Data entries
#####

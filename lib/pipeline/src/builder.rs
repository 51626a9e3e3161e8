//! Model building
//!
//! Runs the whole training pipeline over a delimited dataset and assembles the
//! resulting [`ModelArtifact`]. The parallel stages (tokenizing, filtering,
//! selection, encoding, imputation, vectorization) only ever apply state that
//! was computed in a single sequential pass beforehand.

use crate::config::TrainingConfig;
use crate::encoder::Encoder;
use crate::imputation::MeanImputer;
use crate::selector::FeatureSelector;
use crate::tokenizer::{RowFilter, Tokenizer};
use crate::vectorizer::{MinMaxScaler, Vectorizer};
use modelbridge_core::{
    is_missing, Algorithm, ArtifactSummary, Dataset, Error, FeatureSchema, ModelArtifact,
    ModelParams, NormalLabels, Result,
};
use rand::rngs::StdRng;
use rand::seq::SliceRandom;
use rand::SeedableRng;
use rayon::prelude::*;
use serde::{Deserialize, Serialize};
use std::collections::BTreeMap;
use std::path::Path;
use tracing::{debug, info};

/// Evaluation of a freshly trained model
#[derive(Debug, Clone, PartialEq, Serialize, Deserialize)]
pub struct Metric {
    /// `mse`, `accuracy`, `cost` or `rmse`
    pub name: String,
    pub value: f64,
    /// Whether the metric was measured on held-out rows rather than the training rows
    pub held_out: bool,
}

/// Human-facing report of a training run
#[derive(Debug, Clone, PartialEq, Serialize, Deserialize)]
pub struct ModelSummary {
    pub algorithm: String,
    pub features: Vec<String>,
    pub total_rows: usize,
    pub dropped_rows: usize,
    pub train_rows: usize,
    pub test_rows: usize,
    pub metric: Option<Metric>,
    pub best_percentile: Option<u32>,
}

#[derive(Debug, Clone)]
pub struct TrainedModel {
    pub artifact: ModelArtifact,
    pub summary: ModelSummary,
}

#[derive(Debug, Clone)]
pub struct ModelBuilder {
    config: TrainingConfig,
}

impl ModelBuilder {
    pub fn new(config: TrainingConfig) -> Result<Self> {
        config.validate()?;
        Ok(Self { config })
    }

    pub fn config(&self) -> &TrainingConfig {
        &self.config
    }

    pub fn build_from_path(&self, path: impl AsRef<Path>) -> Result<TrainedModel> {
        let text = std::fs::read_to_string(path.as_ref())?;
        self.build(&text)
    }

    /// Train on the delimited `text`
    pub fn build(&self, text: &str) -> Result<TrainedModel> {
        let config = &self.config;
        let algorithm = config.algorithm()?;
        let schema = &config.schema;
        let response_index = config.response_index()?;

        let rows = Tokenizer::new(config.format, config.header).tokenize(text)?;
        let total_rows = rows.len();
        let (rows, dropped_rows) = RowFilter::new(schema, response_index).apply(rows);
        if rows.is_empty() {
            return Err(Error::Training(format!(
                "no usable rows out of {} after filtering",
                total_rows
            )));
        }

        let selector = FeatureSelector::new(schema, response_index)?;
        let index_map = selector.index_map();
        let encoder = Encoder::fit(schema, index_map, response_index, &rows);
        let selected = selector.select_all(&rows);
        let missing = missing_counts(&selected.iter().map(|r| &r.features[..]).collect::<Vec<_>>());
        let responses: Vec<Option<String>> = selected.iter().map(|r| r.response.clone()).collect();

        let mut encoded = encoder.encode_all(&selected)?;
        let imputer = MeanImputer::fit(schema, index_map, &encoded);
        imputer.impute_all(&mut encoded);

        let vectorizer = Vectorizer::new(schema, index_map);
        let mut dataset = vectorizer.vectorize_all(&encoded, algorithm.is_supervised())?;
        let scaler = MinMaxScaler::fit(&dataset);
        if config.normalization {
            scaler.apply(&mut dataset);
        }

        let (train_idx, test_idx) = split(dataset.len(), config.train_fraction, config.seed);
        let train = subset(&dataset, &train_idx);
        let test = subset(&dataset, &test_idx);
        debug!(
            "Training {} on {} rows, holding out {}",
            algorithm,
            train.len(),
            test.len()
        );

        let params = algorithm.train(&train, &config.hyper_parameters, config.seed)?;
        let eval = if test.is_empty() { &train } else { &test };
        let metric = evaluate(&params, eval).map(|(name, value)| Metric {
            name: name.to_string(),
            value,
            held_out: !test.is_empty(),
        });

        let feature_names: Vec<String> = index_map
            .as_slice()
            .iter()
            .filter_map(|&i| schema.by_index(i).map(|f| f.name.clone()))
            .collect();
        let mut summary = ArtifactSummary {
            statistics: statistics(schema, &feature_names, &imputer, &scaler, &missing, &encoder),
            slot_means: imputer.means().to_vec(),
            slot_min: scaler.min.clone(),
            slot_max: scaler.max.clone(),
            ..Default::default()
        };

        let mut normal_labels = None;
        if algorithm == Algorithm::AnomalyDetection {
            normal_labels = config.normal_labels.clone();
            let (min, max) = percentile_range(config)?;
            summary.training_scores = sorted_scores(&params, &train)?;
            summary.min_percentile = Some(min);
            summary.max_percentile = Some(max);
            if let Some(labels) = &normal_labels {
                let eval_idx = if test.is_empty() { &train_idx } else { &test_idx };
                let truth: Vec<Option<&str>> =
                    eval_idx.iter().map(|&i| responses[i].as_deref()).collect();
                summary.best_percentile =
                    best_percentile(&summary, &params, eval, &truth, labels, min, max)?;
            }
        }

        let best_percentile = summary.best_percentile;
        let artifact = ModelArtifact::new(
            schema.clone(),
            config.response_variable.clone(),
            encoder.encodings().clone(),
            index_map.clone(),
            params,
            config.normalization,
            normal_labels,
            summary,
        )?;

        info!(
            "Built {} model {} on {} rows ({} features, {} dropped)",
            algorithm,
            artifact.model_id,
            train.len(),
            feature_names.len(),
            dropped_rows
        );

        Ok(TrainedModel {
            artifact,
            summary: ModelSummary {
                algorithm: algorithm.name().to_string(),
                features: feature_names,
                total_rows,
                dropped_rows,
                train_rows: train.len(),
                test_rows: test.len(),
                metric,
                best_percentile,
            },
        })
    }
}

/// Seeded shuffle, then the first `fraction` of rows train and the rest test
fn split(n: usize, fraction: f64, seed: u64) -> (Vec<usize>, Vec<usize>) {
    let mut indices: Vec<usize> = (0..n).collect();
    if fraction >= 1.0 {
        return (indices, Vec::new());
    }
    let mut rng = StdRng::seed_from_u64(seed);
    indices.shuffle(&mut rng);
    let train_len = ((n as f64 * fraction).round() as usize).clamp(1, n);
    let test = indices.split_off(train_len);
    (indices, test)
}

fn subset(dataset: &Dataset, indices: &[usize]) -> Dataset {
    Dataset {
        features: indices.iter().map(|&i| dataset.features[i].clone()).collect(),
        labels: dataset
            .labels
            .as_ref()
            .map(|labels| indices.iter().map(|&i| labels[i]).collect()),
    }
}

fn missing_counts(rows: &[&[String]]) -> Vec<usize> {
    let width = rows.first().map(|r| r.len()).unwrap_or(0);
    let mut counts = vec![0; width];
    for row in rows {
        for (slot, value) in row.iter().enumerate() {
            if is_missing(value) {
                counts[slot] += 1;
            }
        }
    }
    counts
}

fn statistics(
    schema: &FeatureSchema,
    names: &[String],
    imputer: &MeanImputer,
    scaler: &MinMaxScaler,
    missing: &[usize],
    encoder: &Encoder,
) -> BTreeMap<String, String> {
    let mut stats = BTreeMap::new();
    for (slot, name) in names.iter().enumerate() {
        stats.insert(format!("{}.mean", name), imputer.means()[slot].to_string());
        stats.insert(format!("{}.min", name), scaler.min[slot].to_string());
        stats.insert(format!("{}.max", name), scaler.max[slot].to_string());
        stats.insert(
            format!("{}.missing", name),
            missing.get(slot).copied().unwrap_or(0).to_string(),
        );
    }
    for column in encoder.encodings().columns() {
        if let Some(feature) = schema.by_index(column.index) {
            stats.insert(format!("{}.unique", feature.name), column.len().to_string());
        }
    }
    stats
}

fn evaluate(params: &ModelParams, data: &Dataset) -> Option<(&'static str, f64)> {
    if data.is_empty() {
        return None;
    }
    let n = data.len() as f64;
    match (params, &data.labels) {
        (ModelParams::KMeans(m) | ModelParams::AnomalyDetection(m), _) => {
            Some(("cost", m.cost(&data.features)))
        }
        (ModelParams::LinearRegression(m), Some(labels)) => {
            let sse: f64 = data
                .features
                .par_iter()
                .zip(labels.par_iter())
                .map(|(x, y)| (m.predict(x) - y).powi(2))
                .sum();
            Some(("mse", sse / n))
        }
        (ModelParams::LogisticRegression(m), Some(labels)) => {
            let correct = data
                .features
                .par_iter()
                .zip(labels.par_iter())
                .filter(|(x, y)| m.predict_class(x) == **y)
                .count();
            Some(("accuracy", correct as f64 / n))
        }
        (ModelParams::CollaborativeFiltering(m), Some(_)) => m.rmse(data).map(|v| ("rmse", v)),
        _ => None,
    }
}

fn percentile_range(config: &TrainingConfig) -> Result<(u32, u32)> {
    let hyper = &config.hyper_parameters;
    let min = hyper.get_usize("min_percentile", 80)?;
    let max = hyper.get_usize("max_percentile", 100)?;
    if min == 0 || max > 100 || min > max {
        return Err(Error::config(format!(
            "percentile range must satisfy 0 < min <= max <= 100, got {}..{}",
            min, max
        )));
    }
    Ok((min as u32, max as u32))
}

fn sorted_scores(params: &ModelParams, data: &Dataset) -> Result<Vec<f64>> {
    let mut scores = data
        .features
        .par_iter()
        .map(|row| params.predict(row))
        .collect::<Result<Vec<f64>>>()?;
    scores.sort_by(|a, b| a.total_cmp(b));
    Ok(scores)
}

/// The percentile in `min..=max` whose threshold best agrees with the labelled rows
fn best_percentile(
    summary: &ArtifactSummary,
    params: &ModelParams,
    data: &Dataset,
    truth: &[Option<&str>],
    labels: &NormalLabels,
    min: u32,
    max: u32,
) -> Result<Option<u32>> {
    let scores = data
        .features
        .iter()
        .map(|row| params.predict(row))
        .collect::<Result<Vec<f64>>>()?;
    let labelled: Vec<(f64, bool)> = scores
        .into_iter()
        .zip(truth)
        .filter_map(|(score, label)| label.map(|l| (score, l == labels.anomaly)))
        .collect();
    if labelled.is_empty() {
        return Ok(None);
    }

    let mut best: Option<(u32, usize)> = None;
    for percentile in min..=max {
        let threshold = summary.score_threshold(f64::from(percentile))?;
        let correct = labelled
            .iter()
            .filter(|(score, anomalous)| (*score > threshold) == *anomalous)
            .count();
        if best.map_or(true, |(_, c)| correct > c) {
            best = Some((percentile, correct));
        }
    }
    Ok(best.map(|(p, _)| p))
}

#####

▸ **Task description**:
Isolate the lines above that contain the word "rand" and copy them.

▸ **Answer to this problem**:
use rand::rngs::StdRng;
use rand::seq::SliceRandom;
use rand::SeedableRng;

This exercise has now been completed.